Die schlichten, auf wesentliche Striche und Konturen reduzierten Illustrationen von Dana Kixmüller im Begleitheft helfen, den Blick für solche Details zu schärfen. Die mit klaren Linien gezeichneten Fassaden markieren zudem die typischen Stilelemente verschiedener Gebäude, des Fachwerkhauses „Im güldenen Arm“, des neogotischen Nauener Tores oder der reich verzierten barocken Palaisbauten in der Wilhelm-Staab-Straße. Auch die Fotografien von Regine Reiche lenken die Aufmerksamkeit auf Fassadenschmuck, Putten, Girlanden und Wappen, ohne dabei die architektonischen Ensembles aus dem Blick zu verlieren.

So bietet diese Hörführung nicht nur akustisch, sondern auch visuell Orientierung und vermittelt darüber hinaus architektonisches Fachwissen. In einem Glossar am Ende des Begleitheftes lässt sich nachlesen, was sich hinter Begriffen wie Feston, Rocaille und Tropaia verbirgt.
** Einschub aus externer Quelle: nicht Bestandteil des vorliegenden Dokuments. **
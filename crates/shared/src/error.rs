//! Shared error types.

use thiserror::Error;

/// Failure to decode a STOMP or SockJS frame.
#[derive(Debug, Error)]
pub enum ProtocolError {
    #[error("unknown STOMP command: {0:?}")]
    UnknownCommand(String),
    #[error("frame is missing its line terminator")]
    MissingTerminator,
    #[error("frame body is not NUL-terminated")]
    MissingNull,
    #[error("malformed header line: {0:?}")]
    MalformedHeader(String),
    #[error("invalid escape sequence in header: {0:?}")]
    InvalidEscape(String),
    #[error("invalid content-length: {0}")]
    ContentLength(String),
    #[error("malformed SockJS frame: {0}")]
    SockJs(String),
    #[error("JSON error: {0}")]
    Json(#[from] serde_json::Error),
}

/// REST error type for client-side use.
#[derive(Debug, Clone, PartialEq, Eq, Error)]
pub enum ApiError {
    #[error("Network error: {0}")]
    Network(String),
    #[error("HTTP {status}: {body}")]
    Http { status: u16, body: String },
    #[error("Deserialization error: {0}")]
    Deserialize(String),
}
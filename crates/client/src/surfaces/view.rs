//! State a surface publishes to whatever renders it.

use std::fmt;

use chrono::{DateTime, Utc};
use ticketpool_shared::Ticket;

use crate::stores::{LogHistory, TicketBoard};

/// Which screen a surface backs.
#[derive(Debug, Clone, PartialEq, Eq, Hash)]
pub enum SurfaceKind {
    Dashboard,
    VendorConsole { vendor_id: String },
    CustomerConsole { customer_id: String },
}

impl fmt::Display for SurfaceKind {
    fn fmt(&self, f: &mut fmt::Formatter<'_>) -> fmt::Result {
        match self {
            SurfaceKind::Dashboard => f.write_str("dashboard"),
            SurfaceKind::VendorConsole { vendor_id } => write!(f, "vendor console ({vendor_id})"),
            SurfaceKind::CustomerConsole { customer_id } => {
                write!(f, "customer console ({customer_id})")
            }
        }
    }
}

#[derive(Debug, Clone, Copy, Default, PartialEq, Eq)]
pub enum SurfaceStatus {
    #[default]
    Unmounted,
    FetchingInitial,
    Live,
}

#[derive(Debug, Clone, Copy, PartialEq, Eq)]
pub enum NoticeLevel {
    Info,
    Error,
}

/// Transient message for the user, shown once and then drained.
#[derive(Debug, Clone, PartialEq)]
pub struct Notice {
    pub level: NoticeLevel,
    pub message: String,
    pub at: DateTime<Utc>,
}

impl Notice {
    pub fn info(message: impl Into<String>) -> Self {
        Self::new(NoticeLevel::Info, message)
    }

    pub fn error(message: impl Into<String>) -> Self {
        Self::new(NoticeLevel::Error, message)
    }

    fn new(level: NoticeLevel, message: impl Into<String>) -> Self {
        Self {
            level,
            message: message.into(),
            at: Utc::now(),
        }
    }
}

/// Everything one surface shows. Surfaces never share an instance.
#[derive(Debug, Clone, Default, PartialEq)]
pub struct SurfaceView {
    pub status: SurfaceStatus,
    pub board: TicketBoard,
    pub logs: LogHistory,
    pub notices: Vec<Notice>,
    /// Mount this state belongs to. Callbacks carrying another epoch are stale.
    pub epoch: u64,
}

impl SurfaceView {
    pub(crate) fn mounted(epoch: u64) -> Self {
        Self {
            status: SurfaceStatus::FetchingInitial,
            epoch,
            ..Self::default()
        }
    }

    /// Whether a callback from mount `epoch` may still change this state.
    pub(crate) fn accepts(&self, epoch: u64) -> bool {
        self.epoch == epoch && self.status != SurfaceStatus::Unmounted
    }

    /// The tickets this kind of surface lists: the whole pool for the
    /// dashboard, otherwise only the console owner's tickets.
    pub fn relevant_tickets(&self, kind: &SurfaceKind) -> Vec<Ticket> {
        match kind {
            SurfaceKind::Dashboard => self.board.tickets().to_vec(),
            SurfaceKind::VendorConsole { vendor_id } => {
                self.board.for_vendor(vendor_id).cloned().collect()
            }
            SurfaceKind::CustomerConsole { customer_id } => {
                self.board.for_customer(customer_id).cloned().collect()
            }
        }
    }
}
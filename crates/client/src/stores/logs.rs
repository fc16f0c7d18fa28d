//! Activity log lines received from the broker.

/// Log lines in arrival order, without repeats.
///
/// A line is compared by its exact text. Once present it is never added again,
/// even if the broker re-sends it after a reconnect.
#[derive(Debug, Clone, Default, PartialEq, Eq)]
pub struct LogHistory {
    entries: Vec<String>,
}

impl LogHistory {
    pub fn new() -> Self {
        Self::default()
    }

    /// Append `line` unless an identical line is already present.
    /// Returns false for a duplicate.
    pub fn append(&mut self, line: String) -> bool {
        if self.entries.contains(&line) {
            return false;
        }
        self.entries.push(line);
        true
    }

    pub fn entries(&self) -> &[String] {
        &self.entries
    }

    pub fn len(&self) -> usize {
        self.entries.len()
    }

    pub fn is_empty(&self) -> bool {
        self.entries.is_empty()
    }

    pub fn clear(&mut self) {
        self.entries.clear();
    }
}
//! Broker destinations and well-known endpoints of the ticket pool backend.

/// SockJS endpoint exposed by the backend's STOMP broker.
pub const DEFAULT_WS_ENDPOINT: &str = "http://localhost:8080/ws";

/// Base URL of the REST API.
pub const DEFAULT_API_BASE_URL: &str = "http://localhost:8080/api";

/// Full ticket snapshots, published as a JSON array of tickets.
pub const TICKET_POOL_TOPIC: &str = "/topic/ticketpool";

/// Human-readable log events, published as plain text.
pub const LOG_TOPIC: &str = "/topic/logs";

/// STOMP versions offered in the CONNECT frame, newest first.
pub const STOMP_ACCEPT_VERSIONS: &str = "1.2,1.1,1.0";
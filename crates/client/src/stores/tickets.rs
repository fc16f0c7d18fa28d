//! Local copy of the ticket pool held by one surface.
//!
//! The board only ever holds the most recent snapshot. Updates replace it in
//! full; there is no merging.

use ticketpool_shared::{Ticket, TicketCounts, TicketSnapshot, TicketStatus};

#[derive(Debug, Clone, Default, PartialEq)]
pub struct TicketBoard {
    snapshot: TicketSnapshot,
    /// Number of snapshots applied since the board was created.
    revision: u64,
}

impl TicketBoard {
    pub fn new() -> Self {
        Self::default()
    }

    /// Replace the whole board with `snapshot`.
    pub fn replace(&mut self, snapshot: TicketSnapshot) {
        self.snapshot = snapshot;
        self.revision += 1;
    }

    pub fn snapshot(&self) -> &TicketSnapshot {
        &self.snapshot
    }

    pub fn tickets(&self) -> &[Ticket] {
        self.snapshot.tickets()
    }

    pub fn len(&self) -> usize {
        self.snapshot.len()
    }

    pub fn is_empty(&self) -> bool {
        self.snapshot.is_empty()
    }

    pub fn revision(&self) -> u64 {
        self.revision
    }

    /// Tickets released by `vendor_id`, in snapshot order.
    pub fn for_vendor<'a>(&'a self, vendor_id: &'a str) -> impl Iterator<Item = &'a Ticket> + 'a {
        self.tickets().iter().filter(move |t| t.vendor_id == vendor_id)
    }

    /// Tickets booked by `customer_id`, in snapshot order.
    pub fn for_customer<'a>(
        &'a self,
        customer_id: &'a str,
    ) -> impl Iterator<Item = &'a Ticket> + 'a {
        self.tickets()
            .iter()
            .filter(move |t| t.customer_id.as_deref() == Some(customer_id))
    }

    /// Number of tickets per event name with the given status.
    pub fn counts_by_event(&self, status: &TicketStatus) -> TicketCounts {
        let mut counts = TicketCounts::new();
        for ticket in self.tickets().iter().filter(|t| &t.ticket_status == status) {
            *counts.entry(ticket.event_name.clone()).or_default() += 1;
        }
        counts
    }
}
Insofern ist der neue Audioguide auch für Potsdamer Schüler interessant, wollen sie die Baugeschichte ihrer Stadt erkunden. Denn viel leichter lässt sich merken, was ein Architrav ist, wenn man ihn mit den Hunden in Verbindung bringen kann, die auf dem Jägertor einen Hirsch stellen.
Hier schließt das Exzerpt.